### What the task asks
Word for word, reproduce every line of the data.

### Input for this task

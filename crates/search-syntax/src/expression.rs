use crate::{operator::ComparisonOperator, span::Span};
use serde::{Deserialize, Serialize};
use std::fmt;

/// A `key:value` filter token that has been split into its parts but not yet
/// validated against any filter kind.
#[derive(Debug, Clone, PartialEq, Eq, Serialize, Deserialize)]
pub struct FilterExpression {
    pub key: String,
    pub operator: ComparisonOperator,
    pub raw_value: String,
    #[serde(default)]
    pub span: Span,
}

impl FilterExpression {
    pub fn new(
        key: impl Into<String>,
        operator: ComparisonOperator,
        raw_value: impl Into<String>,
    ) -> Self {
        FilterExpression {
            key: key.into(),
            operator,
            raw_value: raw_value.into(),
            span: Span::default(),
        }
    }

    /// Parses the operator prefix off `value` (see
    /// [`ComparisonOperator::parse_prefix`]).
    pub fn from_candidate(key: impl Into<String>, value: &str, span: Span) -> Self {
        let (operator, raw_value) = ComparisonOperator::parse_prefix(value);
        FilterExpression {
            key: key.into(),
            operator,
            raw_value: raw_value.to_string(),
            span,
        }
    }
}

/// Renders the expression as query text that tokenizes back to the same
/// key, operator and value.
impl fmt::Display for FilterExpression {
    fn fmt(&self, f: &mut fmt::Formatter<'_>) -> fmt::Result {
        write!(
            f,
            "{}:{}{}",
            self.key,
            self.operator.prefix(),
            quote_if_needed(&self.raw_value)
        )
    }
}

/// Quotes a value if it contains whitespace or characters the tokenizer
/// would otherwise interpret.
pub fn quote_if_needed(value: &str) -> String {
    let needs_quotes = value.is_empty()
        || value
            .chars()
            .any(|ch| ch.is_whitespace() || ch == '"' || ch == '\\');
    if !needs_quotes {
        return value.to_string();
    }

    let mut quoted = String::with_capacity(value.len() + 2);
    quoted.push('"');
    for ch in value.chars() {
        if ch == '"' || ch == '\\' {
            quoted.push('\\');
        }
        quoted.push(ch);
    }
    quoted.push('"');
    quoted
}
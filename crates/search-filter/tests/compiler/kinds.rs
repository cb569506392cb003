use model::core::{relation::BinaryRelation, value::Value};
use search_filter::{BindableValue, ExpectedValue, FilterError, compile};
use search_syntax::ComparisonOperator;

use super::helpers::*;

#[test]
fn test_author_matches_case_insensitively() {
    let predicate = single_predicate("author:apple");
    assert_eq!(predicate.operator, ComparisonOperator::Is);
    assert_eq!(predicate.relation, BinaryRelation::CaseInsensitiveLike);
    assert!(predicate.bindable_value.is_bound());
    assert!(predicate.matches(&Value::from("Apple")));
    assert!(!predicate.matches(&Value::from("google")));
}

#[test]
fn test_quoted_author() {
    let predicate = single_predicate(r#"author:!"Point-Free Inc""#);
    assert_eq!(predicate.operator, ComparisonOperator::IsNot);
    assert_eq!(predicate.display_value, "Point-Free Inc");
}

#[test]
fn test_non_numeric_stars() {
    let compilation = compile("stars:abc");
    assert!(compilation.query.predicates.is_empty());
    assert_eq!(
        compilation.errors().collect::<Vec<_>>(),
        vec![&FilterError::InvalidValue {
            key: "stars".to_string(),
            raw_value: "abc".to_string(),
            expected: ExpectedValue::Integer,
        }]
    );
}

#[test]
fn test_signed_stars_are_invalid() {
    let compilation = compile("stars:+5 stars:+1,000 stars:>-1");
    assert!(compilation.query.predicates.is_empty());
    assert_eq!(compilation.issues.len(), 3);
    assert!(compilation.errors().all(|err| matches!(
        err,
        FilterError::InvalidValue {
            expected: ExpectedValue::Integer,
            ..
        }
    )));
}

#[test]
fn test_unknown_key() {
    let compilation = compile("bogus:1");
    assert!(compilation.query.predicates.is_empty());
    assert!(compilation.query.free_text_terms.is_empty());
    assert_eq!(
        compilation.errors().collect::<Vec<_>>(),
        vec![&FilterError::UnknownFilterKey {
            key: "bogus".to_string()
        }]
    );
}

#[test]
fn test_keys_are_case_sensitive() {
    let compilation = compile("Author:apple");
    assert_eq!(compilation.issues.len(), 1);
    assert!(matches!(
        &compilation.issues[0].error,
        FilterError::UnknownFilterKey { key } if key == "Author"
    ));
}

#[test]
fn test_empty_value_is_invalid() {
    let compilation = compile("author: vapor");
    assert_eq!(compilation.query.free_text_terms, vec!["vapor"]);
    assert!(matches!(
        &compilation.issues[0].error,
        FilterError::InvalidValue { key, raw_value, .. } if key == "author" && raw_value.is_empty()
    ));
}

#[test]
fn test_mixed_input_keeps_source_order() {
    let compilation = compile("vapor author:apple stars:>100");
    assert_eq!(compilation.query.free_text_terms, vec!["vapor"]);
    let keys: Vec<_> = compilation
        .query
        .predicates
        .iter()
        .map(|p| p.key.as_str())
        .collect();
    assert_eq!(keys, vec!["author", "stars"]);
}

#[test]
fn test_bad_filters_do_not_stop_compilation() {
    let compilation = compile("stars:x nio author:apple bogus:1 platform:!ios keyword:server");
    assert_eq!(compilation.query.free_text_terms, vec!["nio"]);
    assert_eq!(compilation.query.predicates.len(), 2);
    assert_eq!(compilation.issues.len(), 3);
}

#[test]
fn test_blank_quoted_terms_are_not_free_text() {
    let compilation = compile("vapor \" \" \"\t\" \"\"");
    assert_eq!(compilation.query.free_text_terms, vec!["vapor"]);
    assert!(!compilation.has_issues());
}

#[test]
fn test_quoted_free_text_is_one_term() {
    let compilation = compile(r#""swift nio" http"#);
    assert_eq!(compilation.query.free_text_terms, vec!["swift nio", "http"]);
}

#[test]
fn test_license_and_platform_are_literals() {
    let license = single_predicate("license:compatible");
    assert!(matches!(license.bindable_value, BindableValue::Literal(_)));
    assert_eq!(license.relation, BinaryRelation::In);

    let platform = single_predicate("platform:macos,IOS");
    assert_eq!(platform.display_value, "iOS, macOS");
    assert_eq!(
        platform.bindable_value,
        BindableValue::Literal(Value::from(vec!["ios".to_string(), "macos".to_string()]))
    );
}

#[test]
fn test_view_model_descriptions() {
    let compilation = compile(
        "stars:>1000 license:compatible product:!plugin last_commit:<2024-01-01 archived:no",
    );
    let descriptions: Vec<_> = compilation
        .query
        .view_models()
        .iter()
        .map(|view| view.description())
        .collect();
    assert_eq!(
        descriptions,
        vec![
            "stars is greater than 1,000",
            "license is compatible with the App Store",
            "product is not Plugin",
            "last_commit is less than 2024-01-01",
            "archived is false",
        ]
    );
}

### Finished task
filename crates/search-syntax/src/expression.rs
use crate::{operator::ComparisonOperator, span::Span};
use serde::{Deserialize, Serialize};
use std::fmt;

/// A `key:value` filter token that has been split into its parts but not yet
/// validated against any filter kind.
#[derive(Debug, Clone, PartialEq, Eq, Serialize, Deserialize)]
pub struct FilterExpression {
    pub key: String,
    pub operator: ComparisonOperator,
    pub raw_value: String,
    #[serde(default)]
    pub span: Span,
}

impl FilterExpression {
    pub fn new(
        key: impl Into<String>,
        operator: ComparisonOperator,
        raw_value: impl Into<String>,
    ) -> Self {
        FilterExpression {
            key: key.into(),
            operator,
            raw_value: raw_value.into(),
            span: Span::default(),
        }
    }

    /// Parses the operator prefix off `value` (see
    /// [`ComparisonOperator::parse_prefix`]).
    pub fn from_candidate(key: impl Into<String>, value: &str, span: Span) -> Self {
        let (operator, raw_value) = ComparisonOperator::parse_prefix(value);
        FilterExpression {
            key: key.into(),
            operator,
            raw_value: raw_value.to_string(),
            span,
        }
    }
}

/// Renders the expression as query text that tokenizes back to the same
/// key, operator and value.
impl fmt::Display for FilterExpression {
    fn fmt(&self, f: &mut fmt::Formatter<'_>) -> fmt::Result {
        write!(
            f,
            "{}:{}{}",
            self.key,
            self.operator.prefix(),
            quote_if_needed(&self.raw_value)
        )
    }
}

/// Quotes a value if it contains whitespace or characters the tokenizer
/// would otherwise interpret.
pub fn quote_if_needed(value: &str) -> String {
    let needs_quotes = value.is_empty()
        || value
            .chars()
            .any(|ch| ch.is_whitespace() || ch == '"' || ch == '\\');
    if !needs_quotes {
        return value.to_string();
    }

    let mut quoted = String::with_capacity(value.len() + 2);
    quoted.push('"');
    for ch in value.chars() {
        if ch == '"' || ch == '\\' {
            quoted.push('\\');
        }
        quoted.push(ch);
    }
    quoted.push('"');
    quoted
}
filename crates/search-filter/tests/compiler/kinds.rs
repository cb569506392cb003
use model::core::{relation::BinaryRelation, value::Value};
use search_filter::{BindableValue, ExpectedValue, FilterError, compile};
use search_syntax::ComparisonOperator;

use super::helpers::*;

#[test]
fn test_author_matches_case_insensitively() {
    let predicate = single_predicate("author:apple");
    assert_eq!(predicate.operator, ComparisonOperator::Is);
    assert_eq!(predicate.relation, BinaryRelation::CaseInsensitiveLike);
    assert!(predicate.bindable_value.is_bound());
    assert!(predicate.matches(&Value::from("Apple")));
    assert!(!predicate.matches(&Value::from("google")));
}

#[test]
fn test_quoted_author() {
    let predicate = single_predicate(r#"author:!"Point-Free Inc""#);
    assert_eq!(predicate.operator, ComparisonOperator::IsNot);
    assert_eq!(predicate.display_value, "Point-Free Inc");
}

#[test]
fn test_non_numeric_stars() {
    let compilation = compile("stars:abc");
    assert!(compilation.query.predicates.is_empty());
    assert_eq!(
        compilation.errors().collect::<Vec<_>>(),
        vec![&FilterError::InvalidValue {
            key: "stars".to_string(),
            raw_value: "abc".to_string(),
            expected: ExpectedValue::Integer,
        }]
    );
}

#[test]
fn test_signed_stars_are_invalid() {
    let compilation = compile("stars:+5 stars:+1,000 stars:>-1");
    assert!(compilation.query.predicates.is_empty());
    assert_eq!(compilation.issues.len(), 3);
    assert!(compilation.errors().all(|err| matches!(
        err,
        FilterError::InvalidValue {
            expected: ExpectedValue::Integer,
            ..
        }
    )));
}

#[test]
fn test_unknown_key() {
    let compilation = compile("bogus:1");
    assert!(compilation.query.predicates.is_empty());
    assert!(compilation.query.free_text_terms.is_empty());
    assert_eq!(
        compilation.errors().collect::<Vec<_>>(),
        vec![&FilterError::UnknownFilterKey {
            key: "bogus".to_string()
        }]
    );
}

#[test]
fn test_keys_are_case_sensitive() {
    let compilation = compile("Author:apple");
    assert_eq!(compilation.issues.len(), 1);
    assert!(matches!(
        &compilation.issues[0].error,
        FilterError::UnknownFilterKey { key } if key == "Author"
    ));
}

#[test]
fn test_empty_value_is_invalid() {
    let compilation = compile("author: vapor");
    assert_eq!(compilation.query.free_text_terms, vec!["vapor"]);
    assert!(matches!(
        &compilation.issues[0].error,
        FilterError::InvalidValue { key, raw_value, .. } if key == "author" && raw_value.is_empty()
    ));
}

#[test]
fn test_mixed_input_keeps_source_order() {
    let compilation = compile("vapor author:apple stars:>100");
    assert_eq!(compilation.query.free_text_terms, vec!["vapor"]);
    let keys: Vec<_> = compilation
        .query
        .predicates
        .iter()
        .map(|p| p.key.as_str())
        .collect();
    assert_eq!(keys, vec!["author", "stars"]);
}

#[test]
fn test_bad_filters_do_not_stop_compilation() {
    let compilation = compile("stars:x nio author:apple bogus:1 platform:!ios keyword:server");
    assert_eq!(compilation.query.free_text_terms, vec!["nio"]);
    assert_eq!(compilation.query.predicates.len(), 2);
    assert_eq!(compilation.issues.len(), 3);
}

#[test]
fn test_blank_quoted_terms_are_not_free_text() {
    let compilation = compile("vapor \" \" \"\t\" \"\"");
    assert_eq!(compilation.query.free_text_terms, vec!["vapor"]);
    assert!(!compilation.has_issues());
}

#[test]
fn test_quoted_free_text_is_one_term() {
    let compilation = compile(r#""swift nio" http"#);
    assert_eq!(compilation.query.free_text_terms, vec!["swift nio", "http"]);
}

#[test]
fn test_license_and_platform_are_literals() {
    let license = single_predicate("license:compatible");
    assert!(matches!(license.bindable_value, BindableValue::Literal(_)));
    assert_eq!(license.relation, BinaryRelation::In);

    let platform = single_predicate("platform:macos,IOS");
    assert_eq!(platform.display_value, "iOS, macOS");
    assert_eq!(
        platform.bindable_value,
        BindableValue::Literal(Value::from(vec!["ios".to_string(), "macos".to_string()]))
    );
}

#[test]
fn test_view_model_descriptions() {
    let compilation = compile(
        "stars:>1000 license:compatible product:!plugin last_commit:<2024-01-01 archived:no",
    );
    let descriptions: Vec<_> = compilation
        .query
        .view_models()
        .iter()
        .map(|view| view.description())
        .collect();
    assert_eq!(
        descriptions,
        vec![
            "stars is greater than 1,000",
            "license is compatible with the App Store",
            "product is not Plugin",
            "last_commit is less than 2024-01-01",
            "archived is false",
        ]
    );
}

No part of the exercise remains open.